Virginia Public Schools and Learning Losses – Part 2 – Chronic Absenteeism

by James C. Sherlock

Woody Allen is quoted as saying that seventy percent of success in life is showing up. So it is with school.

Absenteeism is the most correctable scourge of Virginia public schools.

It is not the teachers’ job to get the kids there. But unexcused absenteeism is something other adults can fix pretty much at will. We have mandatory attendance in Virginia, and although the penalties can be significant,  the law is enforced only sporadically.
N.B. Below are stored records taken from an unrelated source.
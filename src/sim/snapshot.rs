//! Read-only view of the world handed to the renderer each frame

use glam::IVec2;
use serde::{Deserialize, Serialize};

use super::obstacle::{Obstacle, ObstacleColor};
use super::state::{GamePhase, GameState, PlayerColor, PlayerPose};

#[derive(Debug, Clone, PartialEq, Serialize, Deserialize)]
pub struct PlayerView {
    pub pos: IVec2,
    pub pose: PlayerPose,
    pub color: PlayerColor,
}

#[derive(Debug, Clone, PartialEq, Eq, Serialize, Deserialize)]
pub struct ObstacleView {
    pub id: u32,
    pub x: i32,
    pub gap_top: i32,
    pub gap_height: i32,
    pub color: ObstacleColor,
}

impl From<&Obstacle> for ObstacleView {
    fn from(obstacle: &Obstacle) -> Self {
        Self {
            id: obstacle.id(),
            x: obstacle.x,
            gap_top: obstacle.gap_top(),
            gap_height: obstacle.gap_height(),
            color: obstacle.color,
        }
    }
}

/// Everything needed to draw one frame
#[derive(Debug, Clone, PartialEq, Serialize, Deserialize)]
pub struct Snapshot {
    pub phase: GamePhase,
    pub player: PlayerView,
    /// Oldest first
    pub obstacles: Vec<ObstacleView>,
    pub score: u32,
    pub high_score: u32,
    /// Time since the collision, for overlay sequencing
    pub since_death_ms: Option<u64>,
    /// Show the "press to continue" prompt
    pub restart_ready: bool,
}

impl GameState {
    pub fn snapshot(&self, now_ms: u64) -> Snapshot {
        Snapshot {
            phase: self.phase,
            player: PlayerView {
                pos: self.player.pos,
                pose: self.player.pose,
                color: self.player.color,
            },
            obstacles: self.obstacles.iter().map(ObstacleView::from).collect(),
            score: self.score(),
            high_score: self.high_score(),
            since_death_ms: if self.phase.is_over() {
                self.since_death_ms(now_ms)
            } else {
                None
            },
            restart_ready: self.restart_ready(now_ms),
        }
    }
}

#[cfg(test)]
mod tests {
    use super::*;

    #[test]
    fn test_snapshot_mirrors_state() {
        let mut state = GameState::new(9, 3);
        state.start_run(0);
        state.spawn_obstacle();

        let snap = state.snapshot(100);
        assert_eq!(snap.phase, GamePhase::Active);
        assert_eq!(snap.high_score, 3);
        assert_eq!(snap.obstacles.len(), 1);
        assert_eq!(snap.obstacles[0].id, 0);
        assert_eq!(snap.obstacles[0].gap_height, state.obstacles[0].gap_height());
        assert_eq!(snap.since_death_ms, None);
        assert!(!snap.restart_ready);
    }

    #[test]
    fn test_snapshot_serializes() {
        let state = GameState::new(9, 0);
        let json = serde_json::to_string(&state.snapshot(0)).unwrap();
        assert!(json.contains("\"phase\":\"Idle\""));
    }
}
Some divisions enforce it. Some don’t. And there is a wide variation of enforcement in between.

Most will assume that in my data analysis project, the effects of reported chronic absenteeism in 2020-21 were generally reflected in:

  • 2021-22 SOL scores; and
  • three-year SOL learning losses of the school divisions between 2018-19 and 2021-22.

They are right.

Chronic absenteeism is a reported number that we must assume for these purposes is accurate, or accurate enough across 132 school divisions. I also note that reported absenteeism during virtual instruction in 2020-21 was in some cases gamed by students who turned off cameras at home after logging in, so the numbers of reported chronic absentees may undercount some of that phenomenon.

But so be it, the reported figures are bad enough.

We will examine here:

  • school divisions with high and low chronic absenteeism in 2020-21; vs.
  • the enforcement of truancy laws in those same divisions in that same year.

It turns out, no surprise, that nearly all school divisions reporting high chronic absenteeism in 2020-21 also had both:

  • low SOL scores in 2021-22; and
  • big learning losses over the three year period between 2018-19 and 2021-22.

We’ll look closer.

I have put together from my larger spreadsheet a subset showing both the divisions with the highest and lowest chronic absenteeism in 2020-21. I left in only the columns relevant to this particular sub-analysis. I was trying to  visualize

  • the relationships between chronic absenteeism and learning losses; and
  • the relationships between enforcement of the truancy laws and chronic absenteeism.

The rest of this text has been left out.